→ WORK ITEM: Set down exactly the lines of the listing below, please, beginning with the first and ending with the line that holds "Environment variables (REBUNDLE_*)".

→ DATASET ENTRIES:
//! Configuration Loader
//!
//! Locates `rebundle.toml`, loads it, and applies environment overrides.

use crate::project::{ProjectConfig, CONFIG_FILE_NAME};
use crate::{ConfigError, ConfigResult};
use std::env;
use std::path::{Path, PathBuf};

/// Configuration loader
///
/// Precedence, lowest first:
/// 1. Project config (./rebundle.toml)
/// 2. Environment variables (REBUNDLE_*)
/// 3. CLI flags (handled by caller)
pub struct ConfigLoader {
    /// File name searched for while walking up
    file_name: String,
}

/// Loaded configuration
#[derive(Debug, Clone)]
pub struct Config {
    /// Project configuration
    pub project: ProjectConfig,

    /// Directory all configured paths are relative to
    pub project_root: PathBuf,

    /// File the configuration was read from
    pub config_path: PathBuf,
}

impl ConfigLoader {
    /// Create a new configuration loader
    pub fn new() -> Self {
        Self {
            file_name: CONFIG_FILE_NAME.to_string(),
        }
    }

    /// Search for a different file name
    pub fn with_file_name(mut self, file_name: impl Into<String>) -> Self {
        self.file_name = file_name.into();
        self
    }

    /// Load configuration starting from the given directory
    ///
    /// Walks up the directory tree to the first directory holding the config
    /// file; that directory becomes the project root. A relative start is
    /// taken from the current directory.
    pub fn load_from_directory(&self, start_dir: &Path) -> ConfigResult<Config> {
        let start_dir = if start_dir.is_absolute() {
            start_dir.to_path_buf()
        } else {
            env::current_dir()?.join(start_dir)
        };
        let config_path = self
            .find_config_file(&start_dir)
            .ok_or_else(|| ConfigError::NotFound(start_dir.join(&self.file_name)))?;
        self.load_from_file(&config_path)
    }

    /// Load configuration from a specific file
    pub fn load_from_file(&self, config_path: &Path) -> ConfigResult<Config> {
        let project = ProjectConfig::load_from_file(config_path)?;
        let project = apply_env_overrides(project);

        let project_root = match config_path.parent() {
            Some(parent) if !parent.as_os_str().is_empty() => parent.to_path_buf(),
            _ => PathBuf::from("."),
        };

        Ok(Config {
            project,
            project_root,
            config_path: config_path.to_path_buf(),
        })
    }

    fn find_config_file(&self, start_dir: &Path) -> Option<PathBuf> {
        start_dir
            .ancestors()
            .map(|dir| dir.join(&self.file_name))
            .find(|candidate| candidate.is_file())
    }
}

impl Default for ConfigLoader {
    fn default() -> Self {
        Self::new()
    }
}

/// Apply REBUNDLE_* environment overrides to a loaded project config
fn apply_env_overrides(mut config: ProjectConfig) -> ProjectConfig {
    if let Ok(record) = env::var("REBUNDLE_RECORD") {
        if !record.is_empty() {
            config.bundle.record = Some(PathBuf::from(record));
        }
    }

    if let Ok(artifact) = env::var("REBUNDLE_ARTIFACT") {
        if !artifact.is_empty() {
            config.bundle.artifact = PathBuf::from(artifact);
        }
    }

    if let Ok(hidden) = env::var("REBUNDLE_EXCLUDE_HIDDEN") {
        config.inputs.exclude_hidden = is_truthy(&hidden);
    }

    config
}

fn is_truthy(value: &str) -> bool {
    matches!(value.to_lowercase().as_str(), "true" | "1" | "yes")
}

impl Config {
    /// Resolve a configured path against the project root
    pub fn resolve(&self, path: &Path) -> PathBuf {
        if path.is_absolute() {
            path.to_path_buf()
        } else {
            self.project_root.join(path)
        }
    }

    /// Absolute-or-root-relative artifact path
    pub fn artifact_path(&self) -> PathBuf {
        self.resolve(&self.project.bundle.artifact)
    }

    /// Absolute-or-root-relative record path
    pub fn record_path(&self) -> PathBuf {
        self.resolve(&self.project.record_path())
    }
}

#[cfg(test)]
mod tests {
    use super::*;
    use rstest::rstest;
    use serial_test::serial;
    use std::fs;
    use tempfile::TempDir;

    const BASIC: &str = r#"
[bundle]
artifact = "dist/app.js"

[inputs]
roots = ["src"]

[[steps]]
name = "build"
program = "make"
"#;

    fn create_config_file(dir: &Path, content: &str) -> PathBuf {
        let config_path = dir.join(CONFIG_FILE_NAME);
        fs::write(&config_path, content).unwrap();
        config_path
    }

    fn clear_env() {
        env::remove_var("REBUNDLE_RECORD");
        env::remove_var("REBUNDLE_ARTIFACT");
        env::remove_var("REBUNDLE_EXCLUDE_HIDDEN");
    }

    #[test]
    #[serial]
    fn test_load_from_project_root() {
        clear_env();
        let temp_dir = TempDir::new().unwrap();
        create_config_file(temp_dir.path(), BASIC);

        let config = ConfigLoader::new()
            .load_from_directory(temp_dir.path())
            .unwrap();

        assert_eq!(config.project_root, temp_dir.path());
        assert_eq!(config.artifact_path(), temp_dir.path().join("dist/app.js"));
        assert_eq!(
            config.record_path(),
            temp_dir.path().join("dist/.bundle.hash")
        );
    }

    #[test]
    #[serial]
    fn test_walks_up_from_subdirectory() {
        clear_env();
        let temp_dir = TempDir::new().unwrap();
        create_config_file(temp_dir.path(), BASIC);
        let nested = temp_dir.path().join("src/deep/er");
        fs::create_dir_all(&nested).unwrap();

        let config = ConfigLoader::new().load_from_directory(&nested).unwrap();

        assert_eq!(config.project_root, temp_dir.path());
        assert_eq!(config.config_path, temp_dir.path().join(CONFIG_FILE_NAME));
    }

    #[test]
    #[serial]
    fn test_relative_start_walks_above_current_dir() {
        clear_env();
        let temp_dir = TempDir::new().unwrap();
        create_config_file(temp_dir.path(), BASIC);
        let nested = temp_dir.path().join("a/b");
        fs::create_dir_all(&nested).unwrap();

        let previous = env::current_dir().unwrap();
        env::set_current_dir(temp_dir.path().join("a")).unwrap();
        let result = ConfigLoader::new().load_from_directory(Path::new("b"));
        env::set_current_dir(previous).unwrap();

        let config = result.unwrap();
        assert_eq!(
            fs::canonicalize(&config.project_root).unwrap(),
            fs::canonicalize(temp_dir.path()).unwrap()
        );
    }

    #[test]
    #[serial]
    fn test_not_found_when_no_config() {
        clear_env();
        let temp_dir = TempDir::new().unwrap();
        let err = ConfigLoader::new()
            .with_file_name("rebundle-test-absent.toml")
            .load_from_directory(temp_dir.path())
            .unwrap_err();

        assert!(matches!(err, ConfigError::NotFound(_)));
    }

    #[test]
    #[serial]
    fn test_custom_file_name() {
        clear_env();
        let temp_dir = TempDir::new().unwrap();
        fs::write(temp_dir.path().join("bundle.toml"), BASIC).unwrap();

        let config = ConfigLoader::new()
            .with_file_name("bundle.toml")
            .load_from_directory(temp_dir.path())
            .unwrap();

        assert_eq!(config.project.steps[0].name, "build");
    }

    #[test]
    #[serial]
    fn test_env_overrides_record_and_artifact() {
        clear_env();
        let temp_dir = TempDir::new().unwrap();
        let path = create_config_file(temp_dir.path(), BASIC);

        env::set_var("REBUNDLE_RECORD", "cache/hash.txt");
        env::set_var("REBUNDLE_ARTIFACT", "out/other.js");
        let config = ConfigLoader::new().load_from_file(&path).unwrap();
        clear_env();

        assert_eq!(config.record_path(), temp_dir.path().join("cache/hash.txt"));
        assert_eq!(config.artifact_path(), temp_dir.path().join("out/other.js"));
    }

    #[rstest]
    #[case("1", true)]
    #[case("true", true)]
    #[case("YES", true)]
    #[case("0", false)]
    #[case("off", false)]
    #[serial]
    fn test_env_exclude_hidden(#[case] value: &str, #[case] expected: bool) {
        clear_env();
        let temp_dir = TempDir::new().unwrap();
        let path = create_config_file(temp_dir.path(), BASIC);

        env::set_var("REBUNDLE_EXCLUDE_HIDDEN", value);
        let config = ConfigLoader::new().load_from_file(&path).unwrap();
        clear_env();

        assert_eq!(config.project.inputs.exclude_hidden, expected);
    }

    #[test]
    #[serial]
    fn test_absolute_paths_are_kept() {
        clear_env();
        let temp_dir = TempDir::new().unwrap();
        let path = create_config_file(temp_dir.path(), BASIC);
        let config = ConfigLoader::new().load_from_file(&path).unwrap();

        let absolute = temp_dir.path().join("elsewhere");
        assert_eq!(config.resolve(&absolute), absolute);
    }

    #[test]
    fn test_bare_file_name_resolves_to_current_dir() {
        let project = ProjectConfig::from_toml_str(BASIC, Path::new(CONFIG_FILE_NAME)).unwrap();
        let config = Config {
            project,
            project_root: PathBuf::from("."),
            config_path: PathBuf::from(CONFIG_FILE_NAME),
        };
        assert_eq!(config.artifact_path(), PathBuf::from("./dist/app.js"));
    }
}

→ EXERCISE RESULT:
//! Configuration Loader
//!
//! Locates `rebundle.toml`, loads it, and applies environment overrides.

use crate::project::{ProjectConfig, CONFIG_FILE_NAME};
use crate::{ConfigError, ConfigResult};
use std::env;
use std::path::{Path, PathBuf};

/// Configuration loader
///
/// Precedence, lowest first:
/// 1. Project config (./rebundle.toml)
/// 2. Environment variables (REBUNDLE_*)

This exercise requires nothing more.